Stables and T-0 Network will expand USDT settlement corridors across Asia by adding a dedicated settlement layer and liquidity for large institutional transfers.

Stables announced on May 12, 2026, that it has partnered with T-0 Network to expand USDT settlement corridors across Asia. The agreement names T-0 as a dedicated settlement partner to supply liquidity for high-volume institutional transfers across multiple jurisdictions and currency pairs.

The integration connects T-0’s settlement infrastructure with Stables’ orchestration platform to route transfers through deeper liquidity pools and multiple currency rails. Stables described the setup as providing greater redundancy to reduce failed payouts and liquidity shortfalls during periods of market stress.

Asia accounts for roughly 60% of global stablecoin payment flows, but the market is fragmented. More than 150 local currencies require connectivity, and relatively few domestic banks currently interface with stablecoins, which limits the ability to move funds at scale across the region.

Bernardo Bilotta, CEO and co-founder of Stables, argued that regulatory frameworks written for earlier financial systems have created higher capital and licensing burdens. He said, “Regulators weren’t designing a moat; they were applying 20th-century frameworks to infrastructure that didn’t exist when those rules were written.” Bilotta added that each corridor needs deep, reliable liquidity so developers can scale with confidence.

Stables is prioritizing USDT-native orchestration because institutional liquidity concentrations are largest in USDT markets. Bilotta described that choice as a reflection of where settlement depth exists today and noted that regulated local stablecoins are progressing on compliance but face a distribution and maturity gap.

James Brownlee, co-founder and CEO at T-0, characterized the partnership as adding the liquidity layer needed for large-scale stablecoin settlements in Asia and said the arrangement will support institutions that require consistent settlement capacity.
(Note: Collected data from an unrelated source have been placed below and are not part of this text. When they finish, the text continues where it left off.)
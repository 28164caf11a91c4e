pub mod aggregate;
pub mod case_set;
pub mod hooks;
pub mod options;
pub mod patch;
pub mod record;
pub mod resolver;
pub mod upsert;

pub use aggregate::ResponseAggregator;
pub use case_set::CaseSetBuilder;
pub use hooks::{AcceptAll, HookContext, WriteHook};
pub use options::{within, BulkOptions, DeadlineExceeded};
pub use patch::BulkPatch;
pub use record::{ParsedRecord, RecordMode};
pub use resolver::ReferenceResolver;
pub use upsert::BulkUpsert;
use crate::model::{ColumnSpec, ColumnType, DefaultValue, EntityKind, TableSpec};

/// Rooms belong to a studio; `capacity` is projected so booking hooks can
/// read it without a second query.
pub static SPEC: TableSpec = TableSpec {
    kind: EntityKind::StudioRoom,
    table: "studio_rooms",
    columns: &[
        ColumnSpec::reference("studio", "studio_id", EntityKind::Studio)
            .required()
            .immutable(),
        ColumnSpec::own("name", ColumnType::Text).required().immutable(),
        ColumnSpec::own("capacity", ColumnType::Integer).with_default(DefaultValue::Int(1)),
    ],
    natural_key: &["studio_id", "name"],
    projection: &["capacity"],
};
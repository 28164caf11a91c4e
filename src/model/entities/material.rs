use crate::model::{ColumnSpec, ColumnType, EntityKind, TableSpec};

pub static SPEC: TableSpec = TableSpec {
    kind: EntityKind::Material,
    table: "materials",
    columns: &[
        ColumnSpec::reference("brand", "brand_id", EntityKind::Brand)
            .required()
            .immutable(),
        ColumnSpec::own("name", ColumnType::Text).required().immutable(),
        ColumnSpec::own("material_type", ColumnType::Text),
        ColumnSpec::own("url", ColumnType::Text),
    ],
    natural_key: &["brand_id", "name"],
    projection: &[],
};
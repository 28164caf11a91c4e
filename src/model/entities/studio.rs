use crate::model::{ColumnSpec, ColumnType, EntityKind, TableSpec};

pub static SPEC: TableSpec = TableSpec {
    kind: EntityKind::Studio,
    table: "studios",
    columns: &[
        ColumnSpec::own("name", ColumnType::Text).required().immutable(),
        ColumnSpec::own("address", ColumnType::Text),
    ],
    natural_key: &["name"],
    projection: &[],
};
use serde::{Deserialize, Serialize};
use std::collections::{BTreeMap, BTreeSet, HashMap};

use crate::model::{DbId, EntityKind, Uid};

/// External identifiers to resolve, deduplicated and grouped by the kind the
/// caller expects them to be.
#[derive(Debug, Clone, Default, PartialEq)]
pub struct ReferenceRequest {
    by_kind: BTreeMap<EntityKind, BTreeSet<Uid>>,
}

impl ReferenceRequest {
    pub fn new() -> Self {
        Self::default()
    }

    pub fn add(&mut self, kind: EntityKind, uid: impl Into<Uid>) {
        self.by_kind.entry(kind).or_default().insert(uid.into());
    }

    pub fn uids(&self, kind: EntityKind) -> Option<&BTreeSet<Uid>> {
        self.by_kind.get(&kind)
    }

    pub fn kinds(&self) -> impl Iterator<Item = EntityKind> + '_ {
        self.by_kind.keys().copied()
    }

    pub fn iter(&self) -> impl Iterator<Item = (EntityKind, &BTreeSet<Uid>)> {
        self.by_kind.iter().map(|(kind, uids)| (*kind, uids))
    }

    pub fn is_empty(&self) -> bool {
        self.by_kind.values().all(BTreeSet::is_empty)
    }
}

impl<U: Into<Uid>> FromIterator<(EntityKind, U)> for ReferenceRequest {
    fn from_iter<I: IntoIterator<Item = (EntityKind, U)>>(iter: I) -> Self {
        let mut request = Self::new();
        for (kind, uid) in iter {
            request.add(kind, uid);
        }
        request
    }
}

/// Minimal view of a live row needed by the write path.
#[derive(Debug, Clone, PartialEq, Serialize, Deserialize)]
pub struct Projection {
    pub id: DbId,
    pub uid: Uid,
    #[serde(default)]
    pub attributes: serde_json::Map<String, serde_json::Value>,
}

/// Request-scoped resolution map. Built once per batch and dropped with it.
#[derive(Debug, Clone, Default)]
pub struct Resolution {
    found: HashMap<EntityKind, HashMap<Uid, Projection>>,
    missing: BTreeMap<EntityKind, BTreeSet<Uid>>,
}

impl Resolution {
    pub fn insert_found(&mut self, kind: EntityKind, projection: Projection) {
        self.found
            .entry(kind)
            .or_default()
            .insert(projection.uid.clone(), projection);
    }

    pub fn insert_missing(&mut self, kind: EntityKind, uid: Uid) {
        self.missing.entry(kind).or_default().insert(uid);
    }

    pub fn get(&self, kind: EntityKind, uid: &str) -> Option<&Projection> {
        self.found.get(&kind).and_then(|by_uid| by_uid.get(uid))
    }

    pub fn id_of(&self, kind: EntityKind, uid: &str) -> Option<DbId> {
        self.get(kind, uid).map(|projection| projection.id)
    }

    pub fn is_missing(&self, kind: EntityKind, uid: &str) -> bool {
        self.missing
            .get(&kind)
            .is_some_and(|uids| uids.contains(uid))
    }

    pub fn found(&self, kind: EntityKind) -> impl Iterator<Item = &Projection> {
        self.found.get(&kind).into_iter().flat_map(|by_uid| by_uid.values())
    }

    pub fn missing_by_kind(&self) -> &BTreeMap<EntityKind, BTreeSet<Uid>> {
        &self.missing
    }

    pub fn found_count(&self) -> usize {
        self.found.values().map(HashMap::len).sum()
    }

    pub fn missing_count(&self) -> usize {
        self.missing.values().map(BTreeSet::len).sum()
    }
}
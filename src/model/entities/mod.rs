//! Registry of entity kinds. Each kind keeps its table shape in its own
//! module; lookups go through [`spec`].

pub mod brand;
pub mod material;
pub mod platform;
pub mod show;
pub mod show_material;
pub mod show_platform;
pub mod studio;
pub mod studio_room;
pub mod user;

use crate::model::{EntityKind, TableSpec};

pub fn spec(kind: EntityKind) -> &'static TableSpec {
    match kind {
        EntityKind::Brand => &brand::SPEC,
        EntityKind::Platform => &platform::SPEC,
        EntityKind::Studio => &studio::SPEC,
        EntityKind::StudioRoom => &studio_room::SPEC,
        EntityKind::User => &user::SPEC,
        EntityKind::Show => &show::SPEC,
        EntityKind::Material => &material::SPEC,
        EntityKind::ShowPlatform => &show_platform::SPEC,
        EntityKind::ShowMaterial => &show_material::SPEC,
    }
}
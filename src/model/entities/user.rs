use crate::model::{ColumnSpec, ColumnType, EntityKind, TableSpec};

pub static SPEC: TableSpec = TableSpec {
    kind: EntityKind::User,
    table: "users",
    columns: &[
        ColumnSpec::own("email", ColumnType::Text).required().immutable(),
        ColumnSpec::own("name", ColumnType::Text),
    ],
    natural_key: &["email"],
    projection: &[],
};
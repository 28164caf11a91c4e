use serde_json::Value;
use std::collections::{BTreeMap, BTreeSet, HashMap};

use crate::model::{ColumnSpec, ConditionalAssignment, DbId, TableSpec, UpdatePlan};

/// Accumulates `(row, column, value)` triples for one table and folds them
/// into a single [`UpdatePlan`]: one conditional assignment per column that
/// at least one row supplied.
#[derive(Debug)]
pub struct CaseSetBuilder {
    spec: &'static TableSpec,
    arms: HashMap<&'static str, Vec<(DbId, Value)>>,
    touched: BTreeSet<DbId>,
    targets: BTreeSet<DbId>,
}

impl CaseSetBuilder {
    pub fn new(spec: &'static TableSpec) -> Self {
        Self {
            spec,
            arms: HashMap::new(),
            touched: BTreeSet::new(),
            targets: BTreeSet::new(),
        }
    }

    /// Scope the statement to `id` without changing anything on it.
    pub fn target(&mut self, id: DbId) -> &mut Self {
        self.targets.insert(id);
        self
    }

    pub fn set(&mut self, id: DbId, column: &'static ColumnSpec, value: Value) -> &mut Self {
        self.targets.insert(id);
        self.touched.insert(id);
        self.arms.entry(column.column).or_default().push((id, value));
        self
    }

    /// Target `id` and set every supplied column. Names that are not
    /// columns of this table are ignored.
    pub fn set_row(&mut self, id: DbId, values: &BTreeMap<&'static str, Value>) -> &mut Self {
        self.target(id);
        for (name, value) in values {
            if let Some(column) = self.spec.column(name) {
                self.set(id, column, value.clone());
            }
        }
        self
    }

    pub fn is_empty(&self) -> bool {
        self.targets.is_empty()
    }

    pub fn build(mut self) -> UpdatePlan {
        let assignments = self
            .spec
            .columns
            .iter()
            .filter_map(|column| {
                let arms = self.arms.remove(column.column)?;
                Some(ConditionalAssignment { column, arms })
            })
            .collect();

        UpdatePlan {
            spec: self.spec,
            assignments,
            touched: self.touched.into_iter().collect(),
            targets: self.targets.into_iter().collect(),
        }
    }
}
The announcement follows Stables’ recent tie-ups with Mansa and eStable as the company positions itself to route remittance flows and other cross-border payments while local stablecoins develop wider market reach. The global stablecoin market has surpassed $300 billion in total supply, and firms point to clearer rules in the United States, Europe, the UAE and Singapore as factors encouraging institutional use.

Stables and T-0 described the settlement layer as a mechanism to route transactions where liquidity is deepest and settlement is fastest, aiming to enable faster payouts and broader connectivity across Asian corridors without bypassing existing regulatory constraints.